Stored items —
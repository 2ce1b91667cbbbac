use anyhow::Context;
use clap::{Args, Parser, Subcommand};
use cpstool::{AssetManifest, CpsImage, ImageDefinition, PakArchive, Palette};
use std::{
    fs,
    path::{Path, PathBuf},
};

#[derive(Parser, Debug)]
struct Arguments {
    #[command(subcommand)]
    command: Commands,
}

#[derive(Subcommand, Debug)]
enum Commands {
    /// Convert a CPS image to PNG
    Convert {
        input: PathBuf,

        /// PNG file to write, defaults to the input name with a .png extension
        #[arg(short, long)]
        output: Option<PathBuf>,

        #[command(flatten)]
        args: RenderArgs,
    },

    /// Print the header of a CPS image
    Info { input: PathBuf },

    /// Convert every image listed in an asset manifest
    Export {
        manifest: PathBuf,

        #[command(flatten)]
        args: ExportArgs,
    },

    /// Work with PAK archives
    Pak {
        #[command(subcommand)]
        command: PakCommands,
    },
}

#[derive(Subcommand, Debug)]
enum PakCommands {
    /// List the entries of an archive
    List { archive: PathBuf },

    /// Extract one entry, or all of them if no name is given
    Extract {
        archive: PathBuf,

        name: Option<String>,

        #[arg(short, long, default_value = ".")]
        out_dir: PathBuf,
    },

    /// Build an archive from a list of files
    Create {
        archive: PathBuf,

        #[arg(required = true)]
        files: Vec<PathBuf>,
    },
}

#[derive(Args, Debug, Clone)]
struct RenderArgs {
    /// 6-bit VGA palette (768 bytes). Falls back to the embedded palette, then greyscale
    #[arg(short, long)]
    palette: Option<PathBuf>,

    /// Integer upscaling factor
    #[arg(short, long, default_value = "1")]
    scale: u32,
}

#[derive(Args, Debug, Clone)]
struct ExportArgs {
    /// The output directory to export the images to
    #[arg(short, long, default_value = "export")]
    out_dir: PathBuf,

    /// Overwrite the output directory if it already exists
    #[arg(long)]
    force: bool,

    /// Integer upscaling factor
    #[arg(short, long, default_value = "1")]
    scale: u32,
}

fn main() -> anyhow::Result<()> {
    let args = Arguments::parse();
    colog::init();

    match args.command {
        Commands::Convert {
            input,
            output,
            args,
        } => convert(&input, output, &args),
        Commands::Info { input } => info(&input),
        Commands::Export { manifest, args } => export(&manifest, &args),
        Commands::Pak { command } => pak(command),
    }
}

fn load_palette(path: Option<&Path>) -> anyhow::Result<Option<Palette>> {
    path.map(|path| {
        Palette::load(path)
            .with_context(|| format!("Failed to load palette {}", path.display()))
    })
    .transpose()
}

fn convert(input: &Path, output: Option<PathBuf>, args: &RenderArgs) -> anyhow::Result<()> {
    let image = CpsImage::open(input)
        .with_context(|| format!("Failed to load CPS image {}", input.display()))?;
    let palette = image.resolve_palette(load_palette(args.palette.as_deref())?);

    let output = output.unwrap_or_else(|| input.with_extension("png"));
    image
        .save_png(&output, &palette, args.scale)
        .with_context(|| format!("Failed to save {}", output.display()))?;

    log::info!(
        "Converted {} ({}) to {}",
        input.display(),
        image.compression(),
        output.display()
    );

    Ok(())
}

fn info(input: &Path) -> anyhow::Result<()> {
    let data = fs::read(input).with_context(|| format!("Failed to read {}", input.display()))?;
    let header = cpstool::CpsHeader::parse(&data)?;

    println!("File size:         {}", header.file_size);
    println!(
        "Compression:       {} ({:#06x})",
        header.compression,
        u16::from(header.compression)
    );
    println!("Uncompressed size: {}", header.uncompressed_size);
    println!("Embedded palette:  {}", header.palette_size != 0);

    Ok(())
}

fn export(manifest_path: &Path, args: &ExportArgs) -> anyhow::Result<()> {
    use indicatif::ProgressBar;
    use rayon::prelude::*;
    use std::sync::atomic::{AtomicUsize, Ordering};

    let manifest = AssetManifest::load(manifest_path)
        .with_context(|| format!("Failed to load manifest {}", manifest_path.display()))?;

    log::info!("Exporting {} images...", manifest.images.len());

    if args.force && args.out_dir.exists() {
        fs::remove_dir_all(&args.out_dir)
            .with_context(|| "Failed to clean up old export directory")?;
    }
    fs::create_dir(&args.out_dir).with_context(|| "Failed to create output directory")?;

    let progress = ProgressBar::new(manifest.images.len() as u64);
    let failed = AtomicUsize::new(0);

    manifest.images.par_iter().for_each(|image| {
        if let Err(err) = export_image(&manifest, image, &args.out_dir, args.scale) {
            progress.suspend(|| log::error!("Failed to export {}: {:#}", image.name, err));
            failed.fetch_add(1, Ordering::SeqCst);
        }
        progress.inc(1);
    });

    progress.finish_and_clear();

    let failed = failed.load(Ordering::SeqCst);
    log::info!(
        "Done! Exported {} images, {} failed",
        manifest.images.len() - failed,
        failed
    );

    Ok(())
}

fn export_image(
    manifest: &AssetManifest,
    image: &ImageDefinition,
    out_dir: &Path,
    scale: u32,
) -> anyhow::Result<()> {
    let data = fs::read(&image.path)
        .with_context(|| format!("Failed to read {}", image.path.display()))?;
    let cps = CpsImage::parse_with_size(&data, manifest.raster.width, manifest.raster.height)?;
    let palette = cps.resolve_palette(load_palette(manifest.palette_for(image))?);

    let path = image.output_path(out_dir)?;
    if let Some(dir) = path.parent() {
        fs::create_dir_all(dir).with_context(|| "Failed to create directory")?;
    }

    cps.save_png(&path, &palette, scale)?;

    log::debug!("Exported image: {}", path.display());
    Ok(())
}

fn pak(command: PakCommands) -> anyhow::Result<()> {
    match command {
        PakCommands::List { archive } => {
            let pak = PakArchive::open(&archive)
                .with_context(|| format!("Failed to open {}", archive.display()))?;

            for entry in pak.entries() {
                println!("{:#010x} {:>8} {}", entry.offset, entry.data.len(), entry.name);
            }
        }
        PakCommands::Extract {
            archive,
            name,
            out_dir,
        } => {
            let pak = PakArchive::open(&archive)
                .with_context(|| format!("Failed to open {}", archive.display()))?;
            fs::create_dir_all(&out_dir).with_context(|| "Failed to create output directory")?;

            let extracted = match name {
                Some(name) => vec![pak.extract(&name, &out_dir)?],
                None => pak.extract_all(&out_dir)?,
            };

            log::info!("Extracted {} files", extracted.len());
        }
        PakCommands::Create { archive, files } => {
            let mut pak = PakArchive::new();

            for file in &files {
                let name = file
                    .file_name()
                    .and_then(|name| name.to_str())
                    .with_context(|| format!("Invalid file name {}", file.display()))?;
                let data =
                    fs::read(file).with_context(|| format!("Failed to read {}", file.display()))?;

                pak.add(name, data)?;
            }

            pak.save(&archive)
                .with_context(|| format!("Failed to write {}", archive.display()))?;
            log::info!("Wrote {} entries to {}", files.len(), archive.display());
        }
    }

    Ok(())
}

...

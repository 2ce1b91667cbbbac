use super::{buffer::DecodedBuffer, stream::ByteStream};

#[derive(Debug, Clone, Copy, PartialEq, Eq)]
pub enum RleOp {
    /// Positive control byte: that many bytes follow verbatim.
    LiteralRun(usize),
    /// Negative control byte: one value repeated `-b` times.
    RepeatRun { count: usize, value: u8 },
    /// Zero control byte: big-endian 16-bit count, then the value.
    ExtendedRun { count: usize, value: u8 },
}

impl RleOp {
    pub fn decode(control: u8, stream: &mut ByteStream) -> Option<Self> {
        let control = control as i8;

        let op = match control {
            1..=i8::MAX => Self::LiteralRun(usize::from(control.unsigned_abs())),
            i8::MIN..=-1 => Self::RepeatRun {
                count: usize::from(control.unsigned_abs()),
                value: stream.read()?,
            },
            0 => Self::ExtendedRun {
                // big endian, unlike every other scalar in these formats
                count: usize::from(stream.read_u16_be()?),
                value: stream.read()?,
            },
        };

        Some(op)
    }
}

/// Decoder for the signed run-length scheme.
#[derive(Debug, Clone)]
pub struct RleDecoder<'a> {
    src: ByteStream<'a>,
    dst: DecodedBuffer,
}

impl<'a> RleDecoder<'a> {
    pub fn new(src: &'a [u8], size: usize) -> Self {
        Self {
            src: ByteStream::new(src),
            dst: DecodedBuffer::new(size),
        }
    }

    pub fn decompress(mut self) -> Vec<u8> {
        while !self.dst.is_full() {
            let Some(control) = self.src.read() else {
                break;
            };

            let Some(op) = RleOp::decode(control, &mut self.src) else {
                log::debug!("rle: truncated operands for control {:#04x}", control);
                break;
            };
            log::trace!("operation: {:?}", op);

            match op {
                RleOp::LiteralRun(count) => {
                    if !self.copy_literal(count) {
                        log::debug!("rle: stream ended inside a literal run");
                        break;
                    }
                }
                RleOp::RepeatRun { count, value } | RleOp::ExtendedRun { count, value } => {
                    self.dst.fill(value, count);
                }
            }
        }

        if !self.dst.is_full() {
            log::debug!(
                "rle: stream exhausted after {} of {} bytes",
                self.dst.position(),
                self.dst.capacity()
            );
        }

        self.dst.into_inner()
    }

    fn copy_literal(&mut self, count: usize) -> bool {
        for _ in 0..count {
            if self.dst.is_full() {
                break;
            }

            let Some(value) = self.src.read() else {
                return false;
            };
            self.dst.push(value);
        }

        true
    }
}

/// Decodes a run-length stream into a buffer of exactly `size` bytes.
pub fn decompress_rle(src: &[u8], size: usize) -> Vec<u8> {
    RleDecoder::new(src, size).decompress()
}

What you have to do — Please tally every line of the entries that holds "Parser" and answer with that figure alone.

Solution for this exercise — 2